> MATERIAL FOR THE TASK

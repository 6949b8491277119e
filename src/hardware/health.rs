//! Chassis health evaluation.
//! A fixed rule table over `chassis status` fields; a missing field reads as
//! "Unknown" and therefore never matches its healthy value.

use super::types::{ChassisFault, ChassisStatus, HealthVerdict, UNKNOWN};

struct Rule {
    field: &'static str,
    healthy: &'static str,
    fault: ChassisFault,
}

const RULES: [Rule; 6] = [
    Rule { field: "System Power", healthy: "on", fault: ChassisFault::NotPoweredOn },
    Rule { field: "Power Overload", healthy: "false", fault: ChassisFault::PowerOverload },
    Rule { field: "Main Power Fault", healthy: "false", fault: ChassisFault::MainPowerFault },
    Rule { field: "Power Control Fault", healthy: "false", fault: ChassisFault::PowerControlFault },
    Rule { field: "Drive Fault", healthy: "false", fault: ChassisFault::DriveFault },
    Rule { field: "Cooling/Fan Fault", healthy: "false", fault: ChassisFault::CoolingFault },
];

/// Apply every rule in table order. Pure: same status, same verdict.
pub fn evaluate(status: &ChassisStatus) -> HealthVerdict {
    let faults = RULES
        .iter()
        .filter(|rule| status.get(rule.field).unwrap_or(UNKNOWN) != rule.healthy)
        .map(|rule| rule.fault)
        .collect();

    HealthVerdict::from_faults(faults)
}

#[cfg(test)]
mod tests {
    use super::*;
    use crate::hardware::types::{TextMap, NORMAL_VERDICT};

    fn healthy() -> ChassisStatus {
        [
            ("System Power", "on"),
            ("Power Overload", "false"),
            ("Main Power Fault", "false"),
            ("Power Control Fault", "false"),
            ("Drive Fault", "false"),
            ("Cooling/Fan Fault", "false"),
        ]
        .into_iter()
        .collect()
    }

    #[test]
    fn all_healthy_fields_is_normal() {
        let verdict = evaluate(&healthy());
        assert!(verdict.is_normal());
        assert_eq!(verdict.to_string(), NORMAL_VERDICT);
    }

    #[test]
    fn power_off_and_drive_fault_listed_in_rule_order() {
        let status: TextMap = [("System Power", "off"), ("Drive Fault", "true")].into_iter().collect();
        let verdict = evaluate(&status);

        // The remaining fields are absent, default to "Unknown" and fault as well.
        assert_eq!(
            verdict.faults(),
            &[
                ChassisFault::NotPoweredOn,
                ChassisFault::PowerOverload,
                ChassisFault::MainPowerFault,
                ChassisFault::PowerControlFault,
                ChassisFault::DriveFault,
                ChassisFault::CoolingFault,
            ]
        );
        let text = verdict.to_string();
        let power = text.find("The system is not powered on").unwrap();
        let drive = text.find("Drive fault").unwrap();
        assert!(power < drive);
    }

    #[test]
    fn single_fault_only_reports_that_fault() {
        let mut status = healthy();
        status.insert("Cooling/Fan Fault", "true");
        assert_eq!(evaluate(&status).to_string(), "Cooling fault");
    }

    #[test]
    fn missing_system_power_is_reported_as_not_powered_on() {
        // Absent field and "off" are deliberately indistinguishable.
        let mut status = TextMap::new();
        for (k, v) in healthy().iter().filter(|(k, _)| *k != "System Power") {
            status.insert(k, v);
        }
        assert_eq!(evaluate(&status).faults(), &[ChassisFault::NotPoweredOn]);
    }

    #[test]
    fn values_compare_exactly() {
        let mut status = healthy();
        status.insert("System Power", "On");
        assert_eq!(evaluate(&status).faults(), &[ChassisFault::NotPoweredOn]);
    }

    #[test]
    fn evaluation_is_deterministic() {
        let status: TextMap = [("System Power", "off")].into_iter().collect();
        assert_eq!(evaluate(&status), evaluate(&status));
    }
}
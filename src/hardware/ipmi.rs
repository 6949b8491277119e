pub mod ipmi_client;
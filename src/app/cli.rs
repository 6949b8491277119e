//! Command-line argument definitions (clap).

use clap::{Parser, Subcommand};

#[derive(Parser, Debug)]
#[command(name = "pankha-bmc-probe")]
#[command(version = env!("CARGO_PKG_VERSION"))]
#[command(about = "Query BMC telemetry and control fans over IPMI-over-LAN via ipmitool", long_about = None)]
pub struct Args {
    /// Config file (default: bmc-probe.json next to the executable)
    #[arg(short = 'c', long, global = true, help_heading = "Connection")]
    pub config: Option<String>,

    /// BMC host or IP (overrides config and PANKHA_IPMI_HOST)
    #[arg(short = 'H', long, global = true, help_heading = "Connection")]
    pub host: Option<String>,

    /// BMC username (overrides config and PANKHA_IPMI_USER)
    #[arg(short = 'U', long, global = true, help_heading = "Connection")]
    pub user: Option<String>,

    /// BMC password (prefer PANKHA_IPMI_PASS; command lines are visible to other users)
    #[arg(short = 'P', long, global = true, help_heading = "Connection")]
    pub password: Option<String>,

    /// Attempts per command before giving up
    #[arg(long, global = true, help_heading = "Retry")]
    pub retries: Option<u32>,

    /// Seconds to wait between attempts
    #[arg(long = "retry-delay", global = true, help_heading = "Retry")]
    pub retry_delay: Option<f64>,

    /// Set log level (TRACE, DEBUG, INFO, WARN, ERROR)
    #[arg(long = "log-level", global = true, help_heading = "Output")]
    pub log_level: Option<String>,

    /// Print results as JSON
    #[arg(long, global = true, help_heading = "Output")]
    pub json: bool,

    #[command(subcommand)]
    pub command: Command,
}

#[derive(Subcommand, Debug, Clone, PartialEq)]
pub enum Command {
    /// Fan sensor readings
    Fans,
    /// Temperature sensor readings
    Temps,
    /// Instantaneous power draw (DCMI)
    Power,
    /// Best-effort CPU / memory / disk inventory from FRU data
    Inventory,
    /// Chassis status fields and health verdict
    Chassis,
    /// Run every query once
    Summary,
    /// Set fan speed percentage (0-100), or "auto" for BMC control
    SetFan {
        /// 0-100, "auto" or -1
        #[arg(allow_hyphen_values = true)]
        speed: String,

        /// Log the raw command instead of sending it
        #[arg(long = "dry-run")]
        dry_run: bool,
    },
}

/// "auto" (any case) maps to the automatic-mode sentinel; other values must be integers.
pub fn parse_fan_speed(value: &str) -> Result<i32, String> {
    let value = value.trim();
    if value.eq_ignore_ascii_case("auto") {
        return Ok(crate::hardware::fan_control::AUTOMATIC_SENTINEL);
    }
    value
        .parse::<i32>()
        .map_err(|_| format!("Invalid fan speed '{}': expected 0-100 or 'auto'", value))
}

> AIM OF THE EXERCISE
Scan the material above for the word "sensor". Copy each line where it occurs.

> RESPONSE TO THIS TASK
    /// Fan sensor readings
    /// Temperature sensor readings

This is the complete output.